This only ends in the most dangerous and debilitating ways for all involved.

They’ve both known this now since Florida State began rattling the ACC’s cages about revenue sharing and the Grant of Rights and falling behind the rest of college football.

And how in blue blazes can we get out?

So now it has come to this: the ACC is fighting back in court, and it’s about to get all kinds of ugly. For FSU, for the ACC — and for anyone involved moving forward.

We’re headed toward mutual destruction — when the problem can easily be eliminated with a simple exit fee.

Double the original fee to $260 million, and say good luck, Noles. Don’t let the door hit you on the way out.

Because this thing is about to blow up. We haven’t even hit the discovery phase of proceedings, where all the dirty laundry over all these years will be exposed.

Right now, it’s a spitting match. FSU threatening to leave, the ACC threatening to make FSU’s life in the ACC — for however long it lasts — a living hell.

Once it gets to discovery, and after the back and forth legal arguments over logistics and jurisdiction, the gloves will be off.

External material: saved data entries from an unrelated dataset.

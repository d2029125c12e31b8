//! Per-job workspace directories

use std::io;
use std::path::{Path, PathBuf};
use tracing::{debug, warn};

use crate::models::ShardJob;

/// Checkout location inside a workspace
pub const REPO_DIR: &str = "repo";

/// Archive staging location inside a workspace
pub const STAGING_DIR: &str = "artifacts";

/// Directory of one job under `root`
pub fn workspace_path(root: &Path, job: &ShardJob) -> PathBuf {
    root.join(format!("run_{}_shard_{}", job.run_id, job.shard_index))
}

/// A job workspace, removed when dropped
#[derive(Debug)]
pub struct Workspace {
    path: PathBuf,
}

impl Workspace {
    /// Create a fresh workspace, discarding leftovers of an earlier attempt
    pub fn acquire(root: &Path, job: &ShardJob) -> io::Result<Self> {
        let path = workspace_path(root, job);
        if path.exists() {
            warn!("Removing stale workspace {}", path.display());
            std::fs::remove_dir_all(&path)?;
        }
        std::fs::create_dir_all(&path)?;
        debug!("Acquired workspace {}", path.display());
        Ok(Self { path })
    }

    pub fn path(&self) -> &Path {
        &self.path
    }
}

impl Drop for Workspace {
    fn drop(&mut self) {
        match std::fs::remove_dir_all(&self.path) {
            Ok(()) => debug!("Released workspace {}", self.path.display()),
            Err(e) if e.kind() == io::ErrorKind::NotFound => {}
            Err(e) => warn!("Failed to remove workspace {}: {}", self.path.display(), e),
        }
    }
}

#[cfg(test)]
mod tests {
    use super::*;
    use tempfile::TempDir;

    fn job() -> ShardJob {
        ShardJob {
            run_id: 7,
            shard_index: 1,
            shard_total: 2,
        }
    }

    #[test]
    fn test_workspace_layout() {
        let path = workspace_path(Path::new("/work"), &job());
        assert_eq!(path, PathBuf::from("/work/run_7_shard_1"));
    }

    #[test]
    fn test_workspace_removed_on_drop() {
        let root = TempDir::new().unwrap();
        let path = {
            let workspace = Workspace::acquire(root.path(), &job()).unwrap();
            std::fs::write(workspace.path().join("file.txt"), "x").unwrap();
            workspace.path().to_path_buf()
        };
        assert!(!path.exists());
    }

    #[test]
    fn test_stale_workspace_replaced() {
        let root = TempDir::new().unwrap();
        let stale = workspace_path(root.path(), &job());
        std::fs::create_dir_all(&stale).unwrap();
        std::fs::write(stale.join("leftover"), "old").unwrap();

        let workspace = Workspace::acquire(root.path(), &job()).unwrap();
        assert!(!workspace.path().join("leftover").exists());
    }
}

FSU will do everything it can to get out — for nothing.

At this point, we have the initial stages of the lawsuit: FSU filed the original complaint in Leon County (Florida) in December seeking relief, and the ACC countered with a suit in Mecklenburg County (North Carolina) that essentially asked for the moon.

Hey, if your most important football property (therefore, most important property) is trying to get out of Dodge — and open the door for others in the conference to to do the same, and break up the 70-year-old league — you’re going to do everything you can to stop them.

Even if it means getting closer and closer to mutual destruction.

The ACC doesn’t want its dirty laundry exposed, and FSU doesn’t want to look like a rogue actor, hell-bent on taking down a conference. And once free, go with hat in hand to the SEC or Big Ten and ask for entry — knowing full-well those conferences know the steps FSU took when it didn’t like the parameters of a deal.

In its filing Wednesday, the ACC did essentially the same thing FSU did in its initial filing: it asked for everything.

The ACC, first and foremost, wants the court to declare the Grant of Right deal signed by FSU (and every other ACC school) valid and enforceable. In other words, if FSU leaves, it owes the ACC $572 million in exit fees and media rights revenue.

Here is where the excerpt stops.